-------- INPUT --------

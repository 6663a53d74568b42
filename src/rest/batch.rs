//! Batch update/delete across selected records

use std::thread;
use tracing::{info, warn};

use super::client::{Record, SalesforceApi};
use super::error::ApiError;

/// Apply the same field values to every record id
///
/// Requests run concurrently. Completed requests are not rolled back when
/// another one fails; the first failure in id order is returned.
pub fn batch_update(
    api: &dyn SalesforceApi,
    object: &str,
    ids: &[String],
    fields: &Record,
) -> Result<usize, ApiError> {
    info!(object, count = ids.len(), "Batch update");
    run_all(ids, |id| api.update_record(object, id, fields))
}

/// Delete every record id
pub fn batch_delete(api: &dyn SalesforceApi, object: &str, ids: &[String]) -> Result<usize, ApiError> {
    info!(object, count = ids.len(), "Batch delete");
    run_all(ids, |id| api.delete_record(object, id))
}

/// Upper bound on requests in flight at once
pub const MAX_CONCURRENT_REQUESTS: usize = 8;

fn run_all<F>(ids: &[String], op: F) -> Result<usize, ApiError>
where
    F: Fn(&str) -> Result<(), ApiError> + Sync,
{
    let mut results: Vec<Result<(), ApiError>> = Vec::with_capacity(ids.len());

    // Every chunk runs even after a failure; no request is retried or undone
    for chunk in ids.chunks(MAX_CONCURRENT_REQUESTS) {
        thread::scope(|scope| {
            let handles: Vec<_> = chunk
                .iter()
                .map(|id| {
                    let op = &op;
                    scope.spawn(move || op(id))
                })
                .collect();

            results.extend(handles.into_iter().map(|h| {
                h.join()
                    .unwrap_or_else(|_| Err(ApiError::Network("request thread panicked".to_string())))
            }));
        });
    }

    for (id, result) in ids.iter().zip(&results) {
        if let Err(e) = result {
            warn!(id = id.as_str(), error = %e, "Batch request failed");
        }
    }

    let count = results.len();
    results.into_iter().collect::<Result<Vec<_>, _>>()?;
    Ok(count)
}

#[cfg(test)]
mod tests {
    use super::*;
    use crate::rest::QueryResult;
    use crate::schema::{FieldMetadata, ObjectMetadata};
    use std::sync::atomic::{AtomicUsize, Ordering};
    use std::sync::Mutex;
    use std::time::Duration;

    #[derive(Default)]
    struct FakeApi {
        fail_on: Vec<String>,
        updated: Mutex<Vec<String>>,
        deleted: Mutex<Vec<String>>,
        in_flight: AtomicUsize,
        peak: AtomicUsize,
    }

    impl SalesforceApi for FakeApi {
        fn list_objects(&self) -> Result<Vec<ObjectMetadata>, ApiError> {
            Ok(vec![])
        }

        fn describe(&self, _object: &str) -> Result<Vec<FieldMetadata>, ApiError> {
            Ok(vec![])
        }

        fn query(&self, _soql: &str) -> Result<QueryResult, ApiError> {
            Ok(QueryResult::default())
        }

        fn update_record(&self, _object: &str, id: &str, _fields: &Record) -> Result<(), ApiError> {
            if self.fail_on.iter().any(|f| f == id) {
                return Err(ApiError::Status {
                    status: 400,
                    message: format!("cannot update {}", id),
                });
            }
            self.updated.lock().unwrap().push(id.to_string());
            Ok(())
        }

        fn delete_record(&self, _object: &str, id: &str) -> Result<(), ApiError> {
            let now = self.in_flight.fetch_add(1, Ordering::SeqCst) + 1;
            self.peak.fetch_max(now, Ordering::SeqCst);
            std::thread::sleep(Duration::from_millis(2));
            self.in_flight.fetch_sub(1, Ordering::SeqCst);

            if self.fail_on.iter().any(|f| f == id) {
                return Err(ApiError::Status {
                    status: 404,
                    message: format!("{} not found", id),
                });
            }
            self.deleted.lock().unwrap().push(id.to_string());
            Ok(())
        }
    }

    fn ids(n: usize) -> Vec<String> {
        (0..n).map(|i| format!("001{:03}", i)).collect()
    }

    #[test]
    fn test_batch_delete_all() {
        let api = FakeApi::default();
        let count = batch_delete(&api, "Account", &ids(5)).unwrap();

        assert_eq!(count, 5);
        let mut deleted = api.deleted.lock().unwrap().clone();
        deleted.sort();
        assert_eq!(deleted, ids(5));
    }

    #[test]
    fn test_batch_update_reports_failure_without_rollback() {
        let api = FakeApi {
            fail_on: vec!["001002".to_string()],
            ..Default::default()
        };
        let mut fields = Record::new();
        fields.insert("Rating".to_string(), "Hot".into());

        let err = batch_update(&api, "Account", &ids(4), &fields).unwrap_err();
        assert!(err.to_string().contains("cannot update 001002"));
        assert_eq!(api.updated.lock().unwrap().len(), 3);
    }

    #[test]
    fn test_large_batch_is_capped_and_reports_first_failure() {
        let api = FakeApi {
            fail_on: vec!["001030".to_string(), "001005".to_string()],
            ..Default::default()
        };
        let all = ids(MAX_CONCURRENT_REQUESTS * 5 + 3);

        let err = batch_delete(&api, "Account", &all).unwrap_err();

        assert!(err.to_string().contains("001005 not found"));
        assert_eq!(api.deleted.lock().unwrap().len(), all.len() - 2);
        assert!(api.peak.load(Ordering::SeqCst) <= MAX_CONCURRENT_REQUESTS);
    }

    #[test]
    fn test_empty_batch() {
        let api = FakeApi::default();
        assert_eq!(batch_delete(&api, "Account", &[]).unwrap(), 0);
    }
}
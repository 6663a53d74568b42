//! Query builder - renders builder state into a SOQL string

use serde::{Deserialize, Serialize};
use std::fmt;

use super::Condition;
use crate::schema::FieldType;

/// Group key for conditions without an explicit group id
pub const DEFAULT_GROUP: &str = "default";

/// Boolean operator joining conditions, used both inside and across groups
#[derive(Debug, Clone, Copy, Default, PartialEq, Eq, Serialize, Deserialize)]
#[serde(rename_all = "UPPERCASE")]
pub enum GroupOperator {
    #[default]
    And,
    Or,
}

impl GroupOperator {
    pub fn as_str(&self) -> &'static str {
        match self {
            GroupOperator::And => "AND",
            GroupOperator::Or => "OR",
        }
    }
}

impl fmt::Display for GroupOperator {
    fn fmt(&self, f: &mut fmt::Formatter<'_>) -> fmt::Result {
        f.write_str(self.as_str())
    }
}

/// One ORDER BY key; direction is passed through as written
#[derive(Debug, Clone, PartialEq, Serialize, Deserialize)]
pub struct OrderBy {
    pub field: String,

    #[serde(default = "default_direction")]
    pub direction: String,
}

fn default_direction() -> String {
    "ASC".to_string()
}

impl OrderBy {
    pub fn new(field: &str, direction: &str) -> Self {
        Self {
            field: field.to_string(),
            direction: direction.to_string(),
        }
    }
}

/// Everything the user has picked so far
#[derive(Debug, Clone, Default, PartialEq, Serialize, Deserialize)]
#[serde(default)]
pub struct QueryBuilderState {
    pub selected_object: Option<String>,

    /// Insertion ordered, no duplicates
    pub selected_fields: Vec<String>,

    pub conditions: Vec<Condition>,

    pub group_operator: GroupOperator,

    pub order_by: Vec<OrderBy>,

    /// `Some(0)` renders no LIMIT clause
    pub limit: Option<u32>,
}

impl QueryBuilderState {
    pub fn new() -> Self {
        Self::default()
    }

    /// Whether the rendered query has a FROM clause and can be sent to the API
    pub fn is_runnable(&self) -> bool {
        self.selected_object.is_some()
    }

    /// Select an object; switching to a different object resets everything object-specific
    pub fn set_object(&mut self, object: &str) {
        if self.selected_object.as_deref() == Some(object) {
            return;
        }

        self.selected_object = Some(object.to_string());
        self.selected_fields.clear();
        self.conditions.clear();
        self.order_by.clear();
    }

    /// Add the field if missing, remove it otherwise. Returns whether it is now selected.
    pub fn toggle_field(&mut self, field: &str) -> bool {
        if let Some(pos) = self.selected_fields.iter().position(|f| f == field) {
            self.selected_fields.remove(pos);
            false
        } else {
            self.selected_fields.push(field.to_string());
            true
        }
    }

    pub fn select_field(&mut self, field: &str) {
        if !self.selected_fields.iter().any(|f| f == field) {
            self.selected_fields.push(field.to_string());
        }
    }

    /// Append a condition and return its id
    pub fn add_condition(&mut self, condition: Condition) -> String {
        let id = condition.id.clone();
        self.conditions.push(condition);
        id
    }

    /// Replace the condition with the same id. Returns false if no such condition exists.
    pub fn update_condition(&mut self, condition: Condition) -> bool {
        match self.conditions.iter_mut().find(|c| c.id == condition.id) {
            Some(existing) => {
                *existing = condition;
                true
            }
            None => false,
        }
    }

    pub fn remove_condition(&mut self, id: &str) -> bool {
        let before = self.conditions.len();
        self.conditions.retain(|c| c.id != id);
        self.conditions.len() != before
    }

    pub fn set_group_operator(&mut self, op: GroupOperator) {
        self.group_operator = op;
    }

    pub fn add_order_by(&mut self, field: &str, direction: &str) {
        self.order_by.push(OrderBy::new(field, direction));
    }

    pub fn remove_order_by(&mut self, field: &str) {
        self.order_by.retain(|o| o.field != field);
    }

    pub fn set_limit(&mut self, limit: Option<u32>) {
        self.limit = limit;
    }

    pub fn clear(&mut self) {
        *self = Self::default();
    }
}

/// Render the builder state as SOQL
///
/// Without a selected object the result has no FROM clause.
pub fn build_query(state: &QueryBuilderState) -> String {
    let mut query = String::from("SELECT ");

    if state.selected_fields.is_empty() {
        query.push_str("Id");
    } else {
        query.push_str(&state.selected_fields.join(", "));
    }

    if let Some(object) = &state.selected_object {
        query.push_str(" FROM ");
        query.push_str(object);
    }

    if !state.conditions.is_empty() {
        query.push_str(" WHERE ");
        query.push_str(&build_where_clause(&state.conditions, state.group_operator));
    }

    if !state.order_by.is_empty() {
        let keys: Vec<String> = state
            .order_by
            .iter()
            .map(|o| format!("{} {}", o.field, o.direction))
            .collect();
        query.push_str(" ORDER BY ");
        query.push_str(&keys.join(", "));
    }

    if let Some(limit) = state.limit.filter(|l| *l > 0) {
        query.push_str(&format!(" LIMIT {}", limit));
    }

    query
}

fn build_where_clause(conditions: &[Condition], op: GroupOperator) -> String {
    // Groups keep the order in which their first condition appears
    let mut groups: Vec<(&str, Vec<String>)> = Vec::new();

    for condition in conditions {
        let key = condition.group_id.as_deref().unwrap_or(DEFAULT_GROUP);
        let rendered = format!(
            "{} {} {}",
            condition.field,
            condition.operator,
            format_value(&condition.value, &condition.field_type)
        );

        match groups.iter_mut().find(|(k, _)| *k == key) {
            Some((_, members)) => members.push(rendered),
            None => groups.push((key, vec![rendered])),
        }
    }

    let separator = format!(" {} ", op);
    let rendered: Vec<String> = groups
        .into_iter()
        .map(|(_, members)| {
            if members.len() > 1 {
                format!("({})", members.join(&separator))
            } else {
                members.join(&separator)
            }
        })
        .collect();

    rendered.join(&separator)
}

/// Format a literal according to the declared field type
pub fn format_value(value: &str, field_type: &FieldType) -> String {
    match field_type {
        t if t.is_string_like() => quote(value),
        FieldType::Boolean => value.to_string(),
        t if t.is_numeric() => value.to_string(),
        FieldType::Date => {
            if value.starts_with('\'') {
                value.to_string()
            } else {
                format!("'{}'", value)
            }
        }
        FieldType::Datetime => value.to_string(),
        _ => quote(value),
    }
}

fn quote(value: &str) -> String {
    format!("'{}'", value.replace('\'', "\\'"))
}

--------
-------- INPUT --------

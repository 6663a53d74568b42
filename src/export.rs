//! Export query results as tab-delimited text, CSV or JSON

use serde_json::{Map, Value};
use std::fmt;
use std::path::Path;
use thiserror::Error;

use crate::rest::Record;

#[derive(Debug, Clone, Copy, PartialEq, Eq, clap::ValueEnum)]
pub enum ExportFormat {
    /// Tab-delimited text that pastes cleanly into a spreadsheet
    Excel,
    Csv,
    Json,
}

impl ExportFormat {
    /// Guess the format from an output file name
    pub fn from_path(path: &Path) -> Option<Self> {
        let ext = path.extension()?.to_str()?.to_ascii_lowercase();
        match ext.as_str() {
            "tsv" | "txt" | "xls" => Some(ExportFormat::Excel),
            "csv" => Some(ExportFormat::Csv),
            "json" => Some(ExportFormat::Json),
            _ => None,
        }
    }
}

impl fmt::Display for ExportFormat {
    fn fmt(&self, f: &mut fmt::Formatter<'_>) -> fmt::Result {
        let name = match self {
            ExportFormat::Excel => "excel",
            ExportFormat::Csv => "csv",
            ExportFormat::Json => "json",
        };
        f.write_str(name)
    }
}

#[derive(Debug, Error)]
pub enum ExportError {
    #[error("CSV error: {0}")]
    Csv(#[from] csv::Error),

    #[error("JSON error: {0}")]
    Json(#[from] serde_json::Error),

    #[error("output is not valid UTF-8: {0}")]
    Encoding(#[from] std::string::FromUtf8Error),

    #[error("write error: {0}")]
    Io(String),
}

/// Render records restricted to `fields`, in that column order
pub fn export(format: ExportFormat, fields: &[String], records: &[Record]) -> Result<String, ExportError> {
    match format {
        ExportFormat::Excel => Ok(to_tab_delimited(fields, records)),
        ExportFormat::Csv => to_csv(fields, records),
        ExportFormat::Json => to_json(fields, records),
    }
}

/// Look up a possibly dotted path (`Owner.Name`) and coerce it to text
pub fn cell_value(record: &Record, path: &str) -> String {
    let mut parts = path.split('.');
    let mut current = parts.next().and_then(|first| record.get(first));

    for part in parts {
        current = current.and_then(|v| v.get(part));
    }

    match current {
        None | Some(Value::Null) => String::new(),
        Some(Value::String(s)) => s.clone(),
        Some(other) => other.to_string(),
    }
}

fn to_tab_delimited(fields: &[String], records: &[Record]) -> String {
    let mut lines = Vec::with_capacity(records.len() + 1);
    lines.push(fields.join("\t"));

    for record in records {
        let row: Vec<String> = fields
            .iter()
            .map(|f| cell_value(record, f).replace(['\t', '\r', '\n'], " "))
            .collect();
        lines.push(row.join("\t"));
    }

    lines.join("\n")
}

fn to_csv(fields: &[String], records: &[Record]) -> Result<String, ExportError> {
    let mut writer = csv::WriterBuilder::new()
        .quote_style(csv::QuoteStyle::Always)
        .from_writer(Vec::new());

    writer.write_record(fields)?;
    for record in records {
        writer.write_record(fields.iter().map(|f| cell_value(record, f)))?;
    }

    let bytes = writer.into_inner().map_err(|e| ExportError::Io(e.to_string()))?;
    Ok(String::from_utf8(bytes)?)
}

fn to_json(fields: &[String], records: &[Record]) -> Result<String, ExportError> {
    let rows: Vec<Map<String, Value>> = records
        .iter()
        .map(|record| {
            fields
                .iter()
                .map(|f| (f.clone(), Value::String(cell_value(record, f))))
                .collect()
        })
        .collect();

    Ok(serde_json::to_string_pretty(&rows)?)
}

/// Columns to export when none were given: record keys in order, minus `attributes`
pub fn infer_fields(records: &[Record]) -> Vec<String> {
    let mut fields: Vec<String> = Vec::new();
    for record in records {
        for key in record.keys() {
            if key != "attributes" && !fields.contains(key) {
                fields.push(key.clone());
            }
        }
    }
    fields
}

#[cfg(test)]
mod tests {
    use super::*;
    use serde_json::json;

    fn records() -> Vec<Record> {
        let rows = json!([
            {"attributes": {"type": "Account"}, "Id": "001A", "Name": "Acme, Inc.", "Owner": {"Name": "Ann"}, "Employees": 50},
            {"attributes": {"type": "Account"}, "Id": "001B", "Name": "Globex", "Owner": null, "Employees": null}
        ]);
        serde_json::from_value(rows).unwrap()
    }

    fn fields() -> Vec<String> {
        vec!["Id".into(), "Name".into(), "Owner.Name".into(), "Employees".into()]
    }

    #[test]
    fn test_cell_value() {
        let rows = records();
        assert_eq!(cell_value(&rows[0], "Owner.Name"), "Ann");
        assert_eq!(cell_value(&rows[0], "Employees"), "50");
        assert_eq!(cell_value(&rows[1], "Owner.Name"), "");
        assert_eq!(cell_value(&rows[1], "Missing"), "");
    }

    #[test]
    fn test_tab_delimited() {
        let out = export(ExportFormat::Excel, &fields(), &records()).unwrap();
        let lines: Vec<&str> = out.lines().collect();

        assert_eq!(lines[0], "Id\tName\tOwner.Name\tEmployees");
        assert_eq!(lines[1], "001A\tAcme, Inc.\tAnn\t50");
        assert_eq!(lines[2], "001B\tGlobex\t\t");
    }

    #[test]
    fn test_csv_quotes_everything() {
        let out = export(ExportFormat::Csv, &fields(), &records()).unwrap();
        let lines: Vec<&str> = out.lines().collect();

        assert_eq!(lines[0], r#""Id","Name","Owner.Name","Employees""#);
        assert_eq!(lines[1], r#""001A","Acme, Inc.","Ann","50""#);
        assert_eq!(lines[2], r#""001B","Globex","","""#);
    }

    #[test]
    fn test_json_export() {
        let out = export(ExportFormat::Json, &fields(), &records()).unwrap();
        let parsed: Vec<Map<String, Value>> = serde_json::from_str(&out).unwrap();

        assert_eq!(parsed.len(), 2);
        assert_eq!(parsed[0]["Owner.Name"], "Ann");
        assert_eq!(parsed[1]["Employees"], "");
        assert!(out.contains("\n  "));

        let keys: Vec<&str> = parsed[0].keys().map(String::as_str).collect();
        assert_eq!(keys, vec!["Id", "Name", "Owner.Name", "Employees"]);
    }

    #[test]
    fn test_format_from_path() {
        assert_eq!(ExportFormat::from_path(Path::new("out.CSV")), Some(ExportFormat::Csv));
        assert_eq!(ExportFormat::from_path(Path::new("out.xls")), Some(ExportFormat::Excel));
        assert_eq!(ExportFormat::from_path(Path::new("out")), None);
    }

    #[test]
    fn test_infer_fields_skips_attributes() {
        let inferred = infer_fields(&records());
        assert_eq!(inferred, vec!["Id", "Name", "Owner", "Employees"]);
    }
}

--------
-------- INPUT --------

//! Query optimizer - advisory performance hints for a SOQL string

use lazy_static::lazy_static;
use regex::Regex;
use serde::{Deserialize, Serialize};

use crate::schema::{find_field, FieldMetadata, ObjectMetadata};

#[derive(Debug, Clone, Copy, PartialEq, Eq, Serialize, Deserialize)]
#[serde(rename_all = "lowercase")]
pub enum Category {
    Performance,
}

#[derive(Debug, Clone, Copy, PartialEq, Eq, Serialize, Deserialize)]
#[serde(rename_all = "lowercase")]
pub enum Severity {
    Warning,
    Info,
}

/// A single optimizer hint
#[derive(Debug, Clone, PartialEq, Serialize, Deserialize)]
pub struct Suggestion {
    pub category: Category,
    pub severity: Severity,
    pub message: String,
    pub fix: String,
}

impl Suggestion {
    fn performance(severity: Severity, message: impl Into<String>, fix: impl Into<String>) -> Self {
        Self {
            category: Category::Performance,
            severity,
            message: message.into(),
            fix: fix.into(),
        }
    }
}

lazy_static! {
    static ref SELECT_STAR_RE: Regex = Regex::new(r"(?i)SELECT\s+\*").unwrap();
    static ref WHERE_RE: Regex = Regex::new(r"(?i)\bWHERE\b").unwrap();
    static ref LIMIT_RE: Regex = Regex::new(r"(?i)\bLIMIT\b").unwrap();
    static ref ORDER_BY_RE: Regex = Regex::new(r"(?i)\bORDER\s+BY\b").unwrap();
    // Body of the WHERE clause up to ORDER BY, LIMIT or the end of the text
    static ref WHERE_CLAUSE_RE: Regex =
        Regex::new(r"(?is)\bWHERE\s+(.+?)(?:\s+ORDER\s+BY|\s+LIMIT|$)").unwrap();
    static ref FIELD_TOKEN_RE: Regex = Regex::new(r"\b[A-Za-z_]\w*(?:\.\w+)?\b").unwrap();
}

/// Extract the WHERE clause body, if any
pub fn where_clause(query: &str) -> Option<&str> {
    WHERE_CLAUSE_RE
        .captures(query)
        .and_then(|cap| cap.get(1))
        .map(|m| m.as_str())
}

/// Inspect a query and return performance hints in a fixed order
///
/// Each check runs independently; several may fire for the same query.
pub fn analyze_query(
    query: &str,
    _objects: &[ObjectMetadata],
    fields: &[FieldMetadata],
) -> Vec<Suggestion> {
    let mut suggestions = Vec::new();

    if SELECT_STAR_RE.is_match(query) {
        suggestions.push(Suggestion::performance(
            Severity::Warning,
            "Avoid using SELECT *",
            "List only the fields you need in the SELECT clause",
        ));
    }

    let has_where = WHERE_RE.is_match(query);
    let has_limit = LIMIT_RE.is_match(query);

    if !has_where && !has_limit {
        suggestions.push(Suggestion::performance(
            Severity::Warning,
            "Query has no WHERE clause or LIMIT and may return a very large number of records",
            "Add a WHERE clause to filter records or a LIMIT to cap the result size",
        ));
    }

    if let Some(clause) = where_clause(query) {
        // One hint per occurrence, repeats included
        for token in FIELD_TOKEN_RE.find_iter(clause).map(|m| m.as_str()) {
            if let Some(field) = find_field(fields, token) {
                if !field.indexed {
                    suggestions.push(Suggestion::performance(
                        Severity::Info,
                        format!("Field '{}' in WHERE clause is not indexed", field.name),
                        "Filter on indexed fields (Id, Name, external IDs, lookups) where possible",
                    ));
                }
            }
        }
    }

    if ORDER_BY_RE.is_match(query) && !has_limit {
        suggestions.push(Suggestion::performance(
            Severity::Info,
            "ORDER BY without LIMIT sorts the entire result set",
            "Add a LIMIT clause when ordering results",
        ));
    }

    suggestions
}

--------

WORK INSTRUCTION
Each line above with the word "separator" needs to be copied.

ANSWER SECTION
    let separator = format!(" {} ", op);
                format!("({})", members.join(&separator))
                members.join(&separator)
    rendered.join(&separator)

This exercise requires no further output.